В Царьграде на базаре стоял Грицко и рядом с ним невольник-болгарин. Турок в зеленой чалме выменял казака у капудана на серебряный наргиле* и теперь продавал на базаре. ______________ * Наргиле -- кальян, прибор для курения. Базар был всем базарам базар. Казалось, целый город сумасшедших собрался голоса пробовать. Люди старались перекричать ослов, а ослы -- друг друга. Груженые верблюды с огромными вьюками ковров на боках, покачиваясь, важно ступали среди толпы, а впереди сириец орал и расчищал каравану дорогу: богатые ковры везли из Сирии на царьградский рынок. Губастого ободранного вора толкала стража, и густой толпой провожали их мальчишки, бритые, гологоловые. Зелеными клумбами подымались над толпой арбы с зеленью. Завешанные черными чадрами турецкие хозяйки пронзительными голосами ругали купцов-огородников. Над кучей сладких, пахучих дынь вились роем мухи. Загорелые люди перекидывали из руки в руку золотистые дыни, заманивали покупателя дешевой ценой. Грек бил ложкой в кастрюлю -- звал в свою харчевню. С Грицком продавал турок пять мальчиков-арапчат. Он велел им орать свою цену и, если они плохо старались, поддавал пару плеткой. Рядом араб продавал верблюдов. Покупатели толклись, приливали, отливали и рекой с водоворотом текли мимо. Кого только не было! Ходили и арабы: легко, как на пружинках, подымались на каждом шагу. Валили толстым пузом вперед турецкие купцы с полдюжиной черных слуг. Проходили генуэзцы в красивых кафтанах в талью; они были франты и всё смеялись, болтали, как будто пришли на веселый маскарад. У каждого на боку шпага с затейливой ручкой, золотые пряжки на сапогах.

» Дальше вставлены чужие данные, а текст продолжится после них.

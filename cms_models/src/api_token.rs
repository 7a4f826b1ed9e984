//! Personal access tokens for the JSON API
//!
//! Only the sha256 digest of a token is stored. The plain text token is handed
//! out once, as `<id>|<secret>`.

use std::ops::DerefMut;

use authz::Ability;
use chrono::DateTime;
use chrono::Utc;
use database::DbConnection;
use database::tables::api_tokens;
use diesel::dsl;
use diesel::pg::Pg;
use diesel::prelude::*;
use diesel_async::RunQueryDsl;
use rand::Rng as _;
use rand::distr::Alphanumeric;
use sha2::Digest as _;
use sha2::Sha256;
use strum::IntoEnumIterator as _;
use subtle::ConstantTimeEq as _;

use crate::Error;
use crate::password::to_hex;

const SECRET_LENGTH: usize = 40;

/// Every ability, granted to tokens issued without an explicit list
pub const ALL_ABILITIES: &str = "*";

#[derive(Debug, Clone, PartialEq, Queryable, Selectable)]
#[diesel(table_name = api_tokens)]
#[diesel(check_for_backend(Pg))]
pub struct ApiToken {
    pub id: i64,
    pub user_id: i64,
    pub name: String,
    /// Hex encoded sha256 digest of the secret
    pub token: String,
    pub abilities: Vec<String>,
    pub last_used_at: Option<DateTime<Utc>>,
    pub created_at: DateTime<Utc>,
    pub updated_at: DateTime<Utc>,
}

pub fn hash_token(secret: &str) -> String {
    to_hex(&Sha256::digest(secret.as_bytes()))
}

/// Splits a bearer into its optional token id and its secret
pub fn parse_bearer(bearer: &str) -> (Option<i64>, &str) {
    match bearer.split_once('|') {
        Some((id, secret)) => match id.parse() {
            Ok(id) => (Some(id), secret),
            Err(_) => (None, bearer),
        },
        None => (None, bearer),
    }
}

fn generate_secret() -> String {
    rand::rng()
        .sample_iter(Alphanumeric)
        .take(SECRET_LENGTH)
        .map(char::from)
        .collect()
}

impl ApiToken {
    /// Issues a token for the user, returns it along with its plain text form
    #[tracing::instrument(skip(conn), err)]
    pub async fn issue(
        conn: &mut DbConnection,
        user_id: i64,
        name: &str,
        abilities: &[String],
    ) -> Result<(ApiToken, String), Error> {
        let secret = generate_secret();
        let abilities = if abilities.is_empty() {
            vec![ALL_ABILITIES.to_owned()]
        } else {
            abilities.to_vec()
        };
        let now = Utc::now();
        let token = dsl::insert_into(api_tokens::table)
            .values((
                api_tokens::user_id.eq(user_id),
                api_tokens::name.eq(name),
                api_tokens::token.eq(hash_token(&secret)),
                api_tokens::abilities.eq(abilities),
                api_tokens::created_at.eq(now),
                api_tokens::updated_at.eq(now),
            ))
            .returning(ApiToken::as_returning())
            .get_result(conn.write().await.deref_mut())
            .await?;
        let plain = format!("{}|{secret}", token.id);
        Ok((token, plain))
    }

    /// Finds the token matching a bearer, either `<id>|<secret>` or a bare secret
    #[tracing::instrument(skip_all, err)]
    pub async fn find_by_bearer(
        conn: &mut DbConnection,
        bearer: &str,
    ) -> Result<Option<ApiToken>, Error> {
        let (id, secret) = parse_bearer(bearer);
        let digest = hash_token(secret);
        let token = match id {
            Some(id) => api_tokens::table
                .find(id)
                .select(ApiToken::as_select())
                .first(conn.write().await.deref_mut())
                .await
                .optional()?
                .filter(|token: &ApiToken| token.matches_digest(&digest)),
            None => api_tokens::table
                .filter(api_tokens::token.eq(&digest))
                .select(ApiToken::as_select())
                .first(conn.write().await.deref_mut())
                .await
                .optional()?,
        };
        Ok(token)
    }

    pub async fn touch_last_used(conn: &mut DbConnection, token_id: i64) -> Result<(), Error> {
        dsl::update(api_tokens::table.find(token_id))
            .set(api_tokens::last_used_at.eq(Utc::now()))
            .execute(conn.write().await.deref_mut())
            .await?;
        Ok(())
    }

    fn matches_digest(&self, digest: &str) -> bool {
        self.token.as_bytes().ct_eq(digest.as_bytes()).into()
    }

    pub fn can(&self, ability: Ability) -> bool {
        let ability: &str = ability.as_ref();
        self.abilities
            .iter()
            .any(|granted| granted == ALL_ABILITIES || granted == ability)
    }

    pub fn granted_abilities(&self) -> impl Iterator<Item = Ability> + '_ {
        Ability::iter().filter(|ability| self.can(*ability))
    }
}

#[cfg(test)]
mod tests {
    use pretty_assertions::assert_eq;
    use rstest::rstest;

    use super::*;

    fn token(abilities: &[&str]) -> ApiToken {
        ApiToken {
            id: 7,
            user_id: 1,
            name: "cli".to_owned(),
            token: hash_token("secret"),
            abilities: abilities.iter().map(|a| a.to_string()).collect(),
            last_used_at: None,
            created_at: Utc::now(),
            updated_at: Utc::now(),
        }
    }

    #[rstest]
    #[case::with_id("7|abc", (Some(7), "abc"))]
    #[case::bare("abc", (None, "abc"))]
    #[case::invalid_id("x|abc", (None, "x|abc"))]
    fn bearers(#[case] bearer: &str, #[case] expected: (Option<i64>, &str)) {
        assert_eq!(parse_bearer(bearer), expected);
    }

    #[test]
    fn digest_is_hex_sha256() {
        let digest = hash_token("abc");
        assert_eq!(
            digest,
            "ba7816bf8f01cfea414140de5dae2223b00361a396177a9cb410ff61f20015ad"
        );
    }

    #[test]
    fn secrets_are_alphanumeric() {
        let secret = generate_secret();
        assert_eq!(secret.len(), SECRET_LENGTH);
        assert!(secret.chars().all(|c| c.is_ascii_alphanumeric()));
    }

    #[test]
    fn abilities() {
        assert!(token(&["*"]).can(Ability::Delete));
        let read_only = token(&["read"]);
        assert!(read_only.can(Ability::Read));
        assert!(!read_only.can(Ability::Update));
        assert!(read_only.matches_digest(&hash_token("secret")));
        assert!(!read_only.matches_digest(&hash_token("other")));
    }

    #[rstest]
    #[case::wildcard(&["*"], &[Ability::Create, Ability::Read, Ability::Update, Ability::Delete])]
    #[case::read_only(&["read"], &[Ability::Read])]
    #[case::unknown_ignored(&["read", "publish"], &[Ability::Read])]
    fn granted_abilities(#[case] stored: &[&str], #[case] expected: &[Ability]) {
        let granted: Vec<_> = token(stored).granted_abilities().collect();
        assert_eq!(granted, expected);
    }
}
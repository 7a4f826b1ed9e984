//! Salted password hashes, stored as `sha256$<salt>$<hex digest>`

use base64ct::Base64Unpadded;
use base64ct::Encoding as _;
use sha2::Digest as _;
use sha2::Sha256;
use subtle::ConstantTimeEq as _;

const SCHEME: &str = "sha256";

pub(crate) fn to_hex(bytes: &[u8]) -> String {
    bytes.iter().map(|b| format!("{b:02x}")).collect()
}

fn digest(salt: &str, password: &str) -> String {
    let mut hasher = Sha256::new();
    hasher.update(salt.as_bytes());
    hasher.update(b"$");
    hasher.update(password.as_bytes());
    to_hex(&hasher.finalize())
}

pub fn hash(password: &str) -> String {
    let salt: [u8; 16] = rand::random();
    let salt = Base64Unpadded::encode_string(&salt);
    format!("{SCHEME}${salt}${}", digest(&salt, password))
}

pub fn verify(password: &str, stored: &str) -> bool {
    let mut parts = stored.splitn(3, '$');
    let (Some(SCHEME), Some(salt), Some(expected)) = (parts.next(), parts.next(), parts.next())
    else {
        return false;
    };
    digest(salt, password)
        .as_bytes()
        .ct_eq(expected.as_bytes())
        .into()
}

#[cfg(test)]
mod tests {
    use super::*;

    #[test]
    fn hashes_are_salted_and_verifiable() {
        let first = hash("Simplicity!");
        let second = hash("Simplicity!");
        assert_ne!(first, second);
        assert!(first.starts_with("sha256$"));
        assert!(verify("Simplicity!", &first));
        assert!(verify("Simplicity!", &second));
        assert!(!verify("simplicity!", &first));
    }

    #[test]
    fn malformed_hashes_never_verify() {
        assert!(!verify("secret", "secret"));
        assert!(!verify("secret", "md5$salt$abcd"));
        assert!(!verify("", ""));
    }
}
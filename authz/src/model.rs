use serde::Deserialize;
use serde::Serialize;
use strum::AsRefStr;
use strum::Display;
use strum::EnumIter;
use strum::EnumString;
use utoipa::ToSchema;

/// Role of a user within a team, stored in the team membership
#[derive(
    Debug,
    Clone,
    Copy,
    PartialEq,
    Eq,
    Hash,
    Serialize,
    Deserialize,
    EnumString,
    AsRefStr,
    EnumIter,
    Display,
    ToSchema,
)]
#[serde(rename_all = "lowercase")]
#[strum(serialize_all = "lowercase")]
pub enum Role {
    /// Manages the team: every post and every user
    Admin,
    Member,
    /// Read only access
    Guest,
}

#[derive(Debug, Clone, Copy, PartialEq, Eq, Hash, Serialize, Display, AsRefStr, EnumIter)]
#[serde(rename_all = "lowercase")]
#[strum(serialize_all = "lowercase")]
pub enum Ability {
    Create,
    Read,
    Update,
    Delete,
}

impl Role {
    pub fn as_str(&self) -> &str {
        self.as_ref()
    }

    pub fn abilities(&self) -> &'static [Ability] {
        match self {
            Role::Admin => &[Ability::Create, Ability::Read, Ability::Update, Ability::Delete],
            Role::Member => &[Ability::Read, Ability::Create, Ability::Update],
            Role::Guest => &[Ability::Read],
        }
    }

    pub fn can(&self, ability: Ability) -> bool {
        self.abilities().contains(&ability)
    }
}

/// Actions guarded by the resource policies
#[derive(Debug, Clone, Copy, PartialEq, Eq, Hash, Display, AsRefStr, EnumString, EnumIter)]
#[strum(serialize_all = "camelCase")]
pub enum Action {
    ViewAny,
    View,
    Create,
    Update,
    Delete,
    Restore,
    ForceDelete,
}

impl Action {
    /// Whether the action changes an existing resource
    pub fn is_modification(&self) -> bool {
        matches!(
            self,
            Action::Update | Action::Delete | Action::Restore | Action::ForceDelete
        )
    }

    /// Ability the credentials of a request must carry to perform the action
    pub fn required_ability(&self) -> Ability {
        match self {
            Action::ViewAny | Action::View => Ability::Read,
            Action::Create => Ability::Create,
            Action::Update | Action::Restore => Ability::Update,
            Action::Delete | Action::ForceDelete => Ability::Delete,
        }
    }
}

Среди толчеи вертелись разносчики холодной воды с козьим бурдюком за спиной. Шум был такой, что грянь гром с неба -- никто б не услышал. И вот вдруг этот гам удвоился -- все кругом завопили, как будто их бросили на уголья. Хозяин Грицка схватился нахлестывать своих арапчат. Казак стал смотреть, что случилось. Базар расступался: кто-то важный шел -- видать, главный тут купец. Двигался венецианский капитан, в кафтане с золотом и кружевом. Не шел, а выступал павлином. А с ним целая свита расшитой, пестрой молодежи. Болгарин стал креститься, чтоб видали: вот христианская душа мучится. Авось купят, крещеные ведь люди. А Гриц пялил глаза на шитые кафтаны. И вот шитые кафтаны стали перед товаром: перед Грицком, арапчатами и набожным болгарином. Уперлись руками в бока, и расшитый золотом капитан затрясся от смеха. За ним вся свита принялась усердно хохотать. Гнулись, переваливались. Им смешно было глядеть, как арапчата, задрав головы к небу, в один голос выли свою цену. Капитан обернулся к хозяину с важной миной. Золоченые спутники нахмурились, как по команде, и сделали строгие лица. Болгарин так закрестился, что руки не стало видно. Народ сбежался, обступил венецианцев, всякий совался, тискался: кто подмигивал хозяину, кто старался переманить к себе богатых купцов.

5. Неф

Вечером турок отвел Грицка с болгарином на берег и перевез на фелюге на венецианский корабль. Болгарин всю дорогу твердил на разные лады Грицку, что их выкупили христиане. От бусурман выкупили, освободили. А Гриц сказал: -- Що мы им, сватья чи братья, що воны нас выкуплять будут? Дурно паны грошей не дадуть! Корабль был не то, что турецкий карамусал, на котором привезли Грицка в Царьград. Как гордая птица, лежал на воде корабль, высоко задрав многоярусную корму. Он так легко касался воды своим круто изогнутым корпусом, как будто только спустился отдохнуть и понежиться в теплой воде. Казалось, вот сейчас распустит паруса-крылья и вспорхнет. Гибкими змеями вилось в воде его отражение. И над красной вечерней водой тяжело и важно реял за кормой парчовый флаг. На нем был крест и в золотом ярком венчике икона. Корабль стоял на чистом месте, поодаль от кучи турецких карамусалов, как будто боялся запачкаться. Квадратные окна были вырезаны в боку судна -- семь окон в ряд, по всей длине корабля. Их дверцы были приветливо подняты вверх, а в глубине этих окон (портов), как злой зрачок, поблескивали дула бронзовых пушек. Две высокие мачты, одна в носу*, другая посредине**, натуго были укреплены веревками. На этих мачтах было по две перекладины -- реи. Они висели на топенантах, и, как вожжи, шли от их концов (ноков) брасы. На третьей мачте, что торчала в самой корме***, был только флаг. С него глаз не спускал болгарин. ______________ * Фок-мачта. ** Грот-мачта. *** Бизань-мачта.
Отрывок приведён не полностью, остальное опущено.